The answer came from Michael, who's been a producer at Alfa for three years and assembled the group through various acquaintances, after Vince knocked on the studio door rhyme-book in hand asking for an audition. "The way we approach our music is like a movie. There are 10 movies in this album. It's entertainment. If you can do it for the movies, you can do it for music."
PHOTO: TAIPEI TIMES
Sure enough, if Iron Bamboo are actors then they've boldly tackled almost every theme that's worked for the African-American forebears of the music they're assimilating.
There's the homage to dead homies in Peaceful World (和平世界), the celebration of thug life in Storm (風爆), the sentimental lament of hard times in the ghetto in You Killed Me (你殺了我), the declaration of inner-city realpolitik in Money, Money, Money and the party anthem In Da Club.

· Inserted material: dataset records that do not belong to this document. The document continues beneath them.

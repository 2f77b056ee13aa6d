use crate::config::Config;
use crate::error::ServiceError;
use crate::report;
use crate::service::{AttendanceService, DepartmentService, EmployeeService};
use actix_web::{HttpResponse, web};
use chrono::Local;
use futures::try_join;
use serde::Deserialize;
use utoipa::IntoParams;

#[derive(Debug, Deserialize, IntoParams)]
pub struct TrendQuery {
    /// Window size in days; defaults to the configured trend window
    #[param(example = 30)]
    pub days: Option<u32>,
}

/// Company-wide overview statistics
#[utoipa::path(
    get,
    path = "/api/v1/reports/overview",
    responses(
        (status = 200, description = "Employee and attendance overview", body = report::OverviewReport)
    ),
    tag = "Reports"
)]
pub async fn overview(
    employees: web::Data<EmployeeService>,
    attendance: web::Data<AttendanceService>,
) -> Result<HttpResponse, ServiceError> {
    let (employees, attendance) = try_join!(employees.get_all(), attendance.get_all())?;
    let report = report::overview(&employees, &attendance, Local::now().date_naive());
    Ok(HttpResponse::Ok().json(report))
}

/// Per-department rollup
#[utoipa::path(
    get,
    path = "/api/v1/reports/departments",
    responses(
        (status = 200, description = "Rollup per department", body = Vec<report::DepartmentReport>)
    ),
    tag = "Reports"
)]
pub async fn departments(
    departments: web::Data<DepartmentService>,
    employees: web::Data<EmployeeService>,
    attendance: web::Data<AttendanceService>,
) -> Result<HttpResponse, ServiceError> {
    let (departments, employees, attendance) = try_join!(
        departments.get_all(),
        employees.get_all(),
        attendance.get_all()
    )?;
    let rollup = report::department_rollup(&departments, &employees, &attendance);
    Ok(HttpResponse::Ok().json(rollup))
}

/// Rolling attendance trend, oldest day first
#[utoipa::path(
    get,
    path = "/api/v1/reports/attendance",
    params(TrendQuery),
    responses(
        (status = 200, description = "One entry per day in the window", body = Vec<report::TrendDay>)
    ),
    tag = "Reports"
)]
pub async fn attendance_trend(
    attendance: web::Data<AttendanceService>,
    config: web::Data<Config>,
    query: web::Query<TrendQuery>,
) -> Result<HttpResponse, ServiceError> {
    let days = query.days.unwrap_or(config.trend_days).clamp(1, 365);
    let records = attendance.get_all().await?;
    let trend = report::attendance_trend(&records, Local::now().date_naive(), days);
    Ok(HttpResponse::Ok().json(trend))
}
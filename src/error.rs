use actix_web::{HttpResponse, http::StatusCode};
use derive_more::Display;
use serde::{Deserialize, Serialize};
use serde_json::json;
use utoipa::ToSchema;

/// Reason the browser failed to produce a position fix. Reported by the
/// client alongside a check-in/out attempt; each maps to its own message.
#[derive(Debug, Clone, Copy, PartialEq, Eq, Serialize, Deserialize, Display, ToSchema)]
#[serde(rename_all = "snake_case")]
pub enum LocationFailure {
    #[display(fmt = "Location access denied by user")]
    PermissionDenied,
    #[display(fmt = "Location information unavailable")]
    PositionUnavailable,
    #[display(fmt = "Location request timed out")]
    Timeout,
}

#[derive(Debug, Display)]
pub enum ServiceError {
    #[display(fmt = "{} not found", entity)]
    NotFound { entity: &'static str },
    #[display(fmt = "Already checked in today")]
    AlreadyCheckedIn,
    #[display(fmt = "No active check-in found for today")]
    NoActiveCheckIn,
    #[display(fmt = "{}", _0)]
    Validation(String),
    #[display(fmt = "{}", _0)]
    LocationUnavailable(LocationFailure),
    #[display(fmt = "{}", _0)]
    BackendUnavailable(String),
}

impl ServiceError {
    pub fn not_found(entity: &'static str) -> Self {
        ServiceError::NotFound { entity }
    }

    pub fn validation(msg: impl Into<String>) -> Self {
        ServiceError::Validation(msg.into())
    }
}

impl std::error::Error for ServiceError {}

impl actix_web::ResponseError for ServiceError {
    fn status_code(&self) -> StatusCode {
        match self {
            ServiceError::NotFound { .. } => StatusCode::NOT_FOUND,
            ServiceError::AlreadyCheckedIn
            | ServiceError::NoActiveCheckIn
            | ServiceError::Validation(_)
            | ServiceError::LocationUnavailable(_) => StatusCode::BAD_REQUEST,
            ServiceError::BackendUnavailable(_) => StatusCode::SERVICE_UNAVAILABLE,
        }
    }

    fn error_response(&self) -> HttpResponse {
        HttpResponse::build(self.status_code()).json(json!({
            "message": self.to_string()
        }))
    }
}

#[cfg(test)]
mod tests {
    use super::*;
    use actix_web::ResponseError;

    #[test]
    fn not_found_message_names_the_entity() {
        let err = ServiceError::not_found("Employee");
        assert_eq!(err.to_string(), "Employee not found");
        assert_eq!(err.status_code(), StatusCode::NOT_FOUND);
    }

    #[test]
    fn location_failures_have_distinct_messages() {
        let msgs: Vec<String> = [
            LocationFailure::PermissionDenied,
            LocationFailure::PositionUnavailable,
            LocationFailure::Timeout,
        ]
        .iter()
        .map(|f| ServiceError::LocationUnavailable(*f).to_string())
        .collect();
        assert_eq!(msgs[0], "Location access denied by user");
        assert_eq!(msgs[1], "Location information unavailable");
        assert_eq!(msgs[2], "Location request timed out");
    }

    #[test]
    fn state_violations_map_to_bad_request() {
        assert_eq!(
            ServiceError::AlreadyCheckedIn.status_code(),
            StatusCode::BAD_REQUEST
        );
        assert_eq!(
            ServiceError::NoActiveCheckIn.status_code(),
            StatusCode::BAD_REQUEST
        );
    }
}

Sandwiched between these there's even a gospel-heavy nod to the occasional religiosity of rappers called Faith (信仰) with a straightforward chorus that reassures "Yes Jesus loves me/Yes Jesus loves me/Yes Jesus loves me."

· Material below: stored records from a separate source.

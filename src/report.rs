//! Aggregation over the full entity collections. Every function here is
//! pure: it reads the slices it is given and returns a fresh value, so
//! recomputing on each request is safe and cheap (linear scans).

use crate::model::attendance::{AttendanceRecord, AttendanceStatus};
use crate::model::department::Department;
use crate::model::employee::{Employee, EmployeeStatus};
use chrono::{Datelike, Duration, NaiveDate, Weekday};
use serde::Serialize;
use utoipa::ToSchema;

#[derive(Debug, Clone, PartialEq, Serialize, ToSchema)]
#[serde(rename_all = "camelCase")]
pub struct OverviewReport {
    #[schema(example = 42)]
    pub total_employees: usize,
    pub active_employees: usize,
    pub on_leave: usize,
    pub terminated: usize,
    /// Present records / all records for the current month, percent, 1 dp.
    #[schema(example = 93.5)]
    pub attendance_rate: f64,
    /// Attendance records counted for the current month.
    pub monthly_attendance: usize,
}

#[derive(Debug, Clone, PartialEq, Serialize, ToSchema)]
#[serde(rename_all = "camelCase")]
pub struct DepartmentReport {
    #[serde(rename = "Id")]
    pub id: u64,
    pub name: String,
    #[serde(skip_serializing_if = "Option::is_none")]
    pub manager_id: Option<u64>,
    pub total_employees: usize,
    pub active_employees: usize,
    #[schema(example = 88.2)]
    pub attendance_rate: f64,
}

#[derive(Debug, Clone, PartialEq, Serialize, ToSchema)]
pub struct TrendDay {
    #[schema(value_type = String, format = "date")]
    pub date: NaiveDate,
    pub present: usize,
    pub absent: usize,
    pub leave: usize,
    pub total: usize,
}

#[derive(Debug, Clone, PartialEq, Serialize, ToSchema)]
#[serde(rename_all = "camelCase")]
pub struct TodaySnapshot {
    pub present: usize,
    pub absent: usize,
    pub on_leave: usize,
    pub total: usize,
    /// Present / total, percent, rounded to the nearest integer.
    #[schema(example = 92)]
    pub attendance_rate: u32,
}

#[derive(Debug, Clone, Copy, PartialEq, Eq, Serialize, ToSchema)]
#[serde(rename_all = "lowercase")]
pub enum DayStatus {
    Weekend,
    Present,
    Absent,
    Leave,
}

/// One cell of the month calendar grid.
#[derive(Debug, Clone, PartialEq, Serialize, ToSchema)]
pub struct CalendarDay {
    #[schema(value_type = String, format = "date")]
    pub date: NaiveDate,
    pub status: DayStatus,
}

pub fn overview(
    employees: &[Employee],
    attendance: &[AttendanceRecord],
    today: NaiveDate,
) -> OverviewReport {
    let monthly: Vec<&AttendanceRecord> = attendance
        .iter()
        .filter(|r| r.date.year() == today.year() && r.date.month() == today.month())
        .collect();
    let present = monthly
        .iter()
        .filter(|r| r.status == AttendanceStatus::Present)
        .count();

    OverviewReport {
        total_employees: employees.len(),
        active_employees: count_status(employees, EmployeeStatus::Active),
        on_leave: count_status(employees, EmployeeStatus::OnLeave),
        terminated: count_status(employees, EmployeeStatus::Terminated),
        attendance_rate: rate_1dp(present, monthly.len()),
        monthly_attendance: monthly.len(),
    }
}

/// Per-department rollup. Employees match by `department == name`;
/// attendance records count toward a department when their employee
/// resolves into it.
pub fn department_rollup(
    departments: &[Department],
    employees: &[Employee],
    attendance: &[AttendanceRecord],
) -> Vec<DepartmentReport> {
    departments
        .iter()
        .map(|dept| {
            let members: Vec<&Employee> = employees
                .iter()
                .filter(|e| e.department == dept.name)
                .collect();
            let active = members
                .iter()
                .filter(|e| e.status == EmployeeStatus::Active)
                .count();

            let dept_attendance: Vec<&AttendanceRecord> = attendance
                .iter()
                .filter(|r| members.iter().any(|e| e.id == r.employee_id))
                .collect();
            let present = dept_attendance
                .iter()
                .filter(|r| r.status == AttendanceStatus::Present)
                .count();

            DepartmentReport {
                id: dept.id,
                name: dept.name.clone(),
                manager_id: dept.manager_id,
                total_employees: members.len(),
                active_employees: active,
                attendance_rate: rate_1dp(present, dept_attendance.len()),
            }
        })
        .collect()
}

/// Per-day status counts for the last `days` calendar dates including
/// `today`, oldest first. Always returns exactly `days` entries; dates with
/// no records count zero.
pub fn attendance_trend(
    attendance: &[AttendanceRecord],
    today: NaiveDate,
    days: u32,
) -> Vec<TrendDay> {
    (0..days as i64)
        .rev()
        .map(|back| {
            let date = today - Duration::days(back);
            let on_day: Vec<&AttendanceRecord> =
                attendance.iter().filter(|r| r.date == date).collect();
            TrendDay {
                date,
                present: count_attendance(&on_day, AttendanceStatus::Present),
                absent: count_attendance(&on_day, AttendanceStatus::Absent),
                leave: count_attendance(&on_day, AttendanceStatus::Leave),
                total: on_day.len(),
            }
        })
        .collect()
}

pub fn today_snapshot(attendance: &[AttendanceRecord], today: NaiveDate) -> TodaySnapshot {
    let on_day: Vec<&AttendanceRecord> = attendance.iter().filter(|r| r.date == today).collect();
    let present = count_attendance(&on_day, AttendanceStatus::Present);

    let rate = if on_day.is_empty() {
        0
    } else {
        (present as f64 / on_day.len() as f64 * 100.0).round() as u32
    };

    TodaySnapshot {
        present,
        absent: count_attendance(&on_day, AttendanceStatus::Absent),
        on_leave: count_attendance(&on_day, AttendanceStatus::Leave),
        total: on_day.len(),
        attendance_rate: rate,
    }
}

/// Calendar grid for one month: weekends marked as such, weekdays take the
/// status of the first matching record, defaulting to absent.
pub fn month_calendar(
    attendance: &[AttendanceRecord],
    year: i32,
    month: u32,
) -> Option<Vec<CalendarDay>> {
    let first = NaiveDate::from_ymd_opt(year, month, 1)?;

    let mut days = Vec::with_capacity(31);
    let mut date = first;
    while date.month() == month {
        let status = if matches!(date.weekday(), Weekday::Sat | Weekday::Sun) {
            DayStatus::Weekend
        } else {
            match attendance.iter().find(|r| r.date == date).map(|r| r.status) {
                Some(AttendanceStatus::Present) => DayStatus::Present,
                Some(AttendanceStatus::Leave) => DayStatus::Leave,
                Some(AttendanceStatus::Absent) | None => DayStatus::Absent,
            }
        };
        days.push(CalendarDay { date, status });
        // succ_opt runs out at chrono's maximum date; stop instead of panicking.
        match date.succ_opt() {
            Some(next) => date = next,
            None => break,
        }
    }
    Some(days)
}

fn count_status(employees: &[Employee], status: EmployeeStatus) -> usize {
    employees.iter().filter(|e| e.status == status).count()
}

fn count_attendance(records: &[&AttendanceRecord], status: AttendanceStatus) -> usize {
    records.iter().filter(|r| r.status == status).count()
}

/// Percent rounded to 1 decimal place; 0.0 when the denominator is 0.
fn rate_1dp(numerator: usize, denominator: usize) -> f64 {
    if denominator == 0 {
        return 0.0;
    }
    (numerator as f64 / denominator as f64 * 1000.0).round() / 10.0
}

The Jesus part, though, is actually quite dear to Scottie, who is a mix of Paiwan, Rukai and Hakka and grew up Protestant, and to Michael, who said religion helped extract him from a life of petty crime and mafia connections while growing up in the US and South Korea (he's half Korean, half Swedish). Having brought up his past, Michael and then the others again piped up to restate the fact that any connection to gangs was long since cut and that they are not gangsters. Right. They're a boy band whose selling-point is their rough edge.
Their eponymous album, while a collection of familiar mainstay hip-hop scenarios, is impressively arranged and produced. Fang Wen-shan (方文山), who's written several of Jay Chou's (周杰倫) hit singles, has credits on three of the album's songs and the budget that was thrown into its production -- including a 30-minute film that's bundled with the CD -- is clearly astronomical for an album sung in almost equal part in Mandarin, English and French. Vince is half French and cuts loose with violent gangsta-style Parisian-accented lyrics, though he actually grew up in the sticks of central France.

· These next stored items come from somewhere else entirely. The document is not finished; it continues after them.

use crate::error::ServiceError;
use crate::model::attendance::{AttendanceRecord, AttendanceStatus, NewAttendanceRecord};
use crate::model::location::GeoPoint;
use crate::service::{decode, decode_all, merge_preview};
use crate::store::{ATTENDANCE, EMPLOYEES, Query, RecordStore};
use chrono::{Local, NaiveDate, NaiveDateTime, Timelike};
use serde_json::{Value, json};
use std::sync::Arc;

const ENTITY: &str = "Attendance record";

#[derive(Clone)]
pub struct AttendanceService {
    store: Arc<RecordStore>,
}

impl AttendanceService {
    pub fn new(store: Arc<RecordStore>) -> Self {
        Self { store }
    }

    pub async fn get_all(&self) -> Result<Vec<AttendanceRecord>, ServiceError> {
        decode_all(ENTITY, self.store.select(ATTENDANCE, &Query::new())?)
    }

    pub async fn get_by_id(&self, id: u64) -> Result<AttendanceRecord, ServiceError> {
        let record = self
            .store
            .get(ATTENDANCE, id)?
            .ok_or(ServiceError::not_found(ENTITY))?;
        decode(ENTITY, record)
    }

    pub async fn get_by_employee_id(
        &self,
        employee_id: u64,
    ) -> Result<Vec<AttendanceRecord>, ServiceError> {
        let query = Query::new().eq("employeeId", employee_id);
        decode_all(ENTITY, self.store.select(ATTENDANCE, &query)?)
    }

    pub async fn get_by_date(&self, date: NaiveDate) -> Result<Vec<AttendanceRecord>, ServiceError> {
        let query = Query::new().eq("date", date.to_string());
        decode_all(ENTITY, self.store.select(ATTENDANCE, &query)?)
    }

    /// Records with `start <= date <= end`; dates order lexicographically in
    /// their ISO form.
    pub async fn get_by_date_range(
        &self,
        start: NaiveDate,
        end: NaiveDate,
    ) -> Result<Vec<AttendanceRecord>, ServiceError> {
        let query = Query::new()
            .gte("date", start.to_string())
            .lte("date", end.to_string());
        decode_all(ENTITY, self.store.select(ATTENDANCE, &query)?)
    }

    /// Record a day directly, outside the clock flow. Used for absent and
    /// leave markers and for manual corrections.
    pub async fn create(&self, new: NewAttendanceRecord) -> Result<AttendanceRecord, ServiceError> {
        self.require_employee(new.employee_id)?;
        let record = serde_json::to_value(&new)
            .map_err(|e| ServiceError::validation(e.to_string()))?;
        decode(ENTITY, self.store.insert(ATTENDANCE, record)?)
    }

    /// Records within one calendar month, matched on the ISO date prefix.
    pub async fn get_by_month(
        &self,
        employee_id: Option<u64>,
        year: i32,
        month: u32,
    ) -> Result<Vec<AttendanceRecord>, ServiceError> {
        let prefix = format!("{year:04}-{month:02}-");
        let mut query = Query::new().starts_with("date", &prefix);
        if let Some(employee_id) = employee_id {
            query = query.eq("employeeId", employee_id);
        }
        decode_all(ENTITY, self.store.select(ATTENDANCE, &query)?)
    }

    pub async fn update(&self, id: u64, patch: Value) -> Result<AttendanceRecord, ServiceError> {
        let current = self
            .store
            .get(ATTENDANCE, id)?
            .ok_or(ServiceError::not_found(ENTITY))?;
        let merged = merge_preview(current, &patch)?;
        let record: AttendanceRecord = serde_json::from_value(merged)
            .map_err(|e| ServiceError::validation(format!("Invalid attendance update: {e}")))?;

        self.store
            .update(ATTENDANCE, id, patch)?
            .ok_or(ServiceError::not_found(ENTITY))?;
        Ok(record)
    }

    pub async fn delete(&self, id: u64) -> Result<AttendanceRecord, ServiceError> {
        let removed = self
            .store
            .delete(ATTENDANCE, id)?
            .ok_or(ServiceError::not_found(ENTITY))?;
        decode(ENTITY, removed)
    }

    /// Open a session for today. Fails with `AlreadyCheckedIn` when an open
    /// session already exists for (employee, today); any other same-day
    /// record that never reached checkout (absent/leave markers, records
    /// without a check-in) is treated as stale and discarded first.
    pub async fn check_in(
        &self,
        employee_id: u64,
        location: Option<GeoPoint>,
    ) -> Result<AttendanceRecord, ServiceError> {
        self.check_in_at(employee_id, location, Local::now().naive_local())
            .await
    }

    /// Close today's open session. Fails with `NoActiveCheckIn` when there
    /// is none. Hours worked are derived from today's date combined with
    /// both stored times and rounded to 2 decimal places.
    pub async fn check_out(
        &self,
        employee_id: u64,
        location: Option<GeoPoint>,
    ) -> Result<AttendanceRecord, ServiceError> {
        self.check_out_at(employee_id, location, Local::now().naive_local())
            .await
    }

    pub(crate) async fn check_in_at(
        &self,
        employee_id: u64,
        location: Option<GeoPoint>,
        now: NaiveDateTime,
    ) -> Result<AttendanceRecord, ServiceError> {
        self.require_employee(employee_id)?;

        let date = now.date();
        let todays = self.records_for(employee_id, date).await?;
        if todays.iter().any(AttendanceRecord::is_open_session) {
            return Err(ServiceError::AlreadyCheckedIn);
        }
        for stale in todays.iter().filter(|r| r.check_out_time.is_none()) {
            self.store.delete(ATTENDANCE, stale.id)?;
        }

        let record = json!({
            "employeeId": employee_id,
            "date": date.to_string(),
            "checkInTime": truncated_time(now),
            "checkInLocation": location,
            "status": AttendanceStatus::Present,
        });
        decode(ENTITY, self.store.insert(ATTENDANCE, record)?)
    }

    pub(crate) async fn check_out_at(
        &self,
        employee_id: u64,
        location: Option<GeoPoint>,
        now: NaiveDateTime,
    ) -> Result<AttendanceRecord, ServiceError> {
        self.require_employee(employee_id)?;

        let date = now.date();
        let open = self
            .records_for(employee_id, date)
            .await?
            .into_iter()
            .find(AttendanceRecord::is_open_session)
            .ok_or(ServiceError::NoActiveCheckIn)?;

        // Open session, so check_in_time is present.
        let check_in_time = open.check_in_time.ok_or(ServiceError::NoActiveCheckIn)?;
        let check_out_time = truncated_time(now);

        // Both timestamps take today's date; a session that actually spans
        // midnight computes a wrong (negative) duration.
        let worked = date.and_time(check_out_time) - date.and_time(check_in_time);
        let hours_worked = round2(worked.num_seconds() as f64 / 3600.0);

        self.update(
            open.id,
            json!({
                "checkOutTime": check_out_time,
                "checkOutLocation": location,
                "hoursWorked": hours_worked,
            }),
        )
        .await
    }

    async fn records_for(
        &self,
        employee_id: u64,
        date: NaiveDate,
    ) -> Result<Vec<AttendanceRecord>, ServiceError> {
        let query = Query::new()
            .eq("employeeId", employee_id)
            .eq("date", date.to_string());
        decode_all(ENTITY, self.store.select(ATTENDANCE, &query)?)
    }

    // References are value-matched; reject writes against employees that do
    // not exist rather than accumulating orphan records.
    fn require_employee(&self, employee_id: u64) -> Result<(), ServiceError> {
        self.store
            .get(EMPLOYEES, employee_id)?
            .map(|_| ())
            .ok_or(ServiceError::not_found("Employee"))
    }
}

fn truncated_time(now: NaiveDateTime) -> chrono::NaiveTime {
    now.time().with_nanosecond(0).unwrap_or_else(|| now.time())
}

fn round2(hours: f64) -> f64 {
    (hours * 100.0).round() / 100.0
}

When I mention that, despite the lyrics, the guys in the band don't come across as very tough, they seem pleased. "We don't want to," said Vince.
"The whole point is that in Taiwan you still have to come across as friendly. You can't come across as, you know, tough. Look at Hollywood actors. They are tough in the movies, but in life they can't be that way. There are some that are tough, but who likes them? If you do that, people just think, oh, you're all fake," Michael said.
The acting analogies by this point had convinced me that Iron Bamboo are first and foremost in show business and as with any business, there are inherent risks that come with an investment. Michael said reactions to the album had generally been positive, while Vince, when asked if he thought sales would take off, just said, "I hope so."
Then Scottie, who, along with Jason, had remained mostly silent throughout the whole interview sat up and said, "People in Taiwan need to hear something new. They're sick of the `I love you, you love me' ballads. Look at Wu Bai (伍佰). The reason he's been around so long is because he's always done different stuff. That's all we're trying to offer."
And with that, he stood up and excused himself so he could rush to Fu-Jen Catholic University to write an end-of-semester exam.
Fair enough. Like Michael had said, they're just a bunch of singers struggling to make a living and if their image is a front, at least they're not afraid to admit it.